The lavender is in flower too, and there are bees everywhere – mostly honeybees and bumbles, but there are a few mysterious smaller bees, tiny zippy critters with white faces. I’m hoping to get a photo so that I can identify them, but they are proving to be tricky at the moment. There are also some hoverflies who look so much like honeybees that it’s only their eyes that give them away. There will be photos of them coming soon, too (if they cooperate).
Out in the back garden, a hebe belonging to the folk next door is proving to be an absolute bee-magnet. I think there is more of it in our garden than in theirs, which suits me fine.

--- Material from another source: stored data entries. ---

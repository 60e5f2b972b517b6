use alloc::boxed::Box;
use alloc::format;
use alloc::sync::Arc;

use crate::SerialError;
use crate::descriptor::{TypeDescriptor, TypeKind};
use crate::protocol::{Decoder, Encoder};
use crate::serializer::Serializer;

/// Serializer of a C-like enum, mapping each variant to its element index.
///
/// # Panics
///
/// [`new`](Self::new) panics if the descriptor is not an enum descriptor
/// or lists a different number of variants.
///
/// # Examples
///
/// ```
/// use vc_serialize::descriptor::{TypeDescriptor, TypeKind};
/// use vc_serialize::serializer::UnitEnumSerializer;
///
/// #[derive(Clone, Copy, PartialEq, Debug)]
/// enum Color { Red, Green }
///
/// let serializer = UnitEnumSerializer::new(
///     TypeDescriptor::builder("demo::Color", TypeKind::Enum)
///         .variant("Red")
///         .variant("Green")
///         .build_arc(),
///     [Color::Red, Color::Green],
/// );
/// assert_eq!(serializer.variant_index(&Color::Green), Some(1));
/// ```
pub struct UnitEnumSerializer<T> {
    descriptor: Arc<TypeDescriptor>,
    variants: Box<[T]>,
}

impl<T: Copy + PartialEq> UnitEnumSerializer<T> {
    /// Creates the serializer, `variants[i]` being the value of element `i`.
    pub fn new(descriptor: Arc<TypeDescriptor>, variants: impl Into<Box<[T]>>) -> Self {
        let variants = variants.into();
        assert_eq!(
            descriptor.kind(),
            TypeKind::Enum,
            "`{}` is not an enum descriptor",
            descriptor.name()
        );
        assert_eq!(
            descriptor.element_len(),
            variants.len(),
            "`{}` lists a different number of variants",
            descriptor.name()
        );
        Self {
            descriptor,
            variants,
        }
    }

    /// Returns the element index of a variant.
    pub fn variant_index(&self, value: &T) -> Option<usize> {
        self.variants.iter().position(|v| v == value)
    }
}

impl<T: Copy + PartialEq + Send + Sync> Serializer<T> for UnitEnumSerializer<T> {
    #[inline]
    fn descriptor(&self) -> &Arc<TypeDescriptor> {
        &self.descriptor
    }

    fn save(&self, encoder: &mut dyn Encoder, value: &T) -> Result<(), SerialError> {
        let index = self.variant_index(value).ok_or_else(|| {
            SerialError::custom(format!("value is not a variant of `{}`", self.descriptor.name()))
        })?;
        encoder.encode_enum(&self.descriptor, index)
    }

    fn load(&self, decoder: &mut dyn Decoder) -> Result<T, SerialError> {
        let index = decoder.decode_enum(&self.descriptor)?;
        self.variants
            .get(index)
            .copied()
            .ok_or_else(|| SerialError::unknown_element(&self.descriptor, index))
    }

    #[inline]
    fn update(&self, decoder: &mut dyn Decoder, _old: T) -> Result<T, SerialError> {
        self.load(decoder)
    }
}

And their cherry tree has more fruit than I can ever remember – the young starlings were getting into the cherries earlier though so I don’t imagine they’ll be around for long.
And the first little waterlilies are appearing in the pond. We split and repotted all the waterlilies in January so I wasn’t expecting much, but these are very pretty and delicate. I have a bumper order of water plants coming in the next few days, so it’s just as well I’m on a fortnight’s holiday from tomorrow.
One thing that has surprised me this year is that I have had not a single leaf of duckweed. It’s true that the pond was cleaned out earlier this year, but even so, the stuff is so pernicious that I expected some to come back. Fingers crossed that this happy state continues.
There are a lot less tadpoles than there were, but there are still a few adult frogs around – I think it’s been far too hot and dry for them to want to leave.
And there are still lots of large red damselflies about, some of them laying their eggs into the water. I expect to have a bumper crop of damselfly larvae at some point too.
And so, as I head into a couple of weeks holiday, I’m very pleased that I’ve got my eye on the small beauties that are very local. Normally at the beginning of July I’d be heading off for my annual fortnight in Austria, and my challenge is to distil the essence of what that holiday means to me and apply it to East Finchley. This will be something of a challenge, what with no mountains or chairlifts and a grave lack of cow bells, but like all things, it’s not just a physical place, it’s a state of mind. So, come with me as I try to recreate the peace of an Austrian meadow in my back garden. I suspect that, at the very least, apricot cake will be involved.